大昔はイシバシ楽器の中古パーツコーナーでよく見掛けたものだ。←遠い目…
このフェライトマグネットが貼られたシングルコイルはポールピースがアルニコで
ポールピース自体がマグネットの一般的なシングルコイルとは違い、ポールピースは
磁力を持たない鉄芯です。
サウンド的にはやや中域がファットな感じで大昔は「高域が丸い」だの「ヌケが悪い」だの
評価はイマイチでしたが近年当店のストラト愛好家の一部ではわざわざこのタイプを入手して
それこそカスタムショップ製に取付けたりしています。
理由は音作り機器の著しい進化で比較的簡単にサウンドキャラクターを高い次元で変える事が
出来る様になったのでピックアップ自体のキャラ依存度が下がりつつある事、
そしてこれこそがこのタイプのピックアップの「強み」なのですがマグネット自体が弦から
遠いので「ピックアップの磁力が弦を引っ張りにくい」のです。
つまりオクターブピッチの調整などで巻き弦の12F付近の実音で「みょわんみょわん」な
音揺れが出にくい。
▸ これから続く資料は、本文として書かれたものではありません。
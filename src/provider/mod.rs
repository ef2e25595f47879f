// src/provider/mod.rs
// =============================================================================
// Capability providers: the backends a traversal walks over.
//
// The traversal never touches the filesystem or the network itself. It only
// asks a Provider four questions about a node:
// - is_container: does this node have children?
// - list:         what are its children?
// - read:         what is its content?
// - canonical_key: which string identifies it (used to skip duplicates)
//
// Providers whose nodes sit at a distance from the root (a crawl depth) also
// report it, so a node first reached by a long path is revisited when a
// shorter one turns up.
//
// Submodules:
// - fs:       directory trees via tokio::fs
// - web:      same-site crawling via reqwest
// - links:    link extraction from HTML and markdown (used by web)
// - memory:   an in-memory graph for tests
// =============================================================================

mod fs;
mod links;
#[cfg(test)]
pub mod memory;
mod web;

use crate::error::ProviderError;
use async_trait::async_trait;
use std::fmt;
use std::sync::Arc;

pub use fs::{FsNode, FsProvider};
pub use web::{WebNode, WebProvider};

/// A backend that exposes a graph of nodes
#[async_trait]
pub trait Provider: Send + Sync + 'static {
    /// The vertex type (a path, a URL, ...)
    type Node: Clone + Send + Sync + fmt::Display + 'static;

    /// Containers get listed, leaves get read
    async fn is_container(&self, node: &Self::Node) -> Result<bool, ProviderError>;

    /// Children of a container node
    async fn list(&self, node: &Self::Node) -> Result<Vec<Self::Node>, ProviderError>;

    /// Content of a leaf node
    async fn read(&self, node: &Self::Node) -> Result<String, ProviderError>;

    /// Stable, unique identity of the logical entity behind `node`
    ///
    /// Must not do I/O: it is called while deciding whether to schedule.
    fn canonical_key(&self, node: &Self::Node) -> String;

    /// Distance of `node` from the root, when it limits what lies below it
    ///
    /// A node already visited is visited again only when it is reached at a
    /// strictly smaller distance. `None` means plain once-only dedup.
    fn distance(&self, _node: &Self::Node) -> Option<usize> {
        None
    }
}

// Lets callers keep a handle on the provider (for counters, caches) while a
// traversal owns it
#[async_trait]
impl<P: Provider> Provider for Arc<P> {
    type Node = P::Node;

    async fn is_container(&self, node: &Self::Node) -> Result<bool, ProviderError> {
        (**self).is_container(node).await
    }

    async fn list(&self, node: &Self::Node) -> Result<Vec<Self::Node>, ProviderError> {
        (**self).list(node).await
    }

    async fn read(&self, node: &Self::Node) -> Result<String, ProviderError> {
        (**self).read(node).await
    }

    fn canonical_key(&self, node: &Self::Node) -> String {
        (**self).canonical_key(node)
    }

    fn distance(&self, node: &Self::Node) -> Option<usize> {
        (**self).distance(node)
    }
}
当然サスティーンにも影響します。
ハムバッキングの載ったギターとポールピース自体が磁力を持ったシングルコイル搭載ギターで
オクターブ取ってもらえれば何が言いたいかはすぐお分かり頂けるかと。

ちなみに普通のシングルコイルでオクターブ取る時はポールピースの磁力の強さにもよりますが
ピックアップは実用域よりもかなり下げます。ピックガードすれすれまで下げる事もあります。
結論から言えばポールピースの磁力が強いシングルコイル搭載ギターは実用セッティングの
ピックアップ高では正確なオクターブピッチ調整が出来ません。
その点今回のセットアップ時のオクターブピッチ調整は何ら苦労する事はありませんでした。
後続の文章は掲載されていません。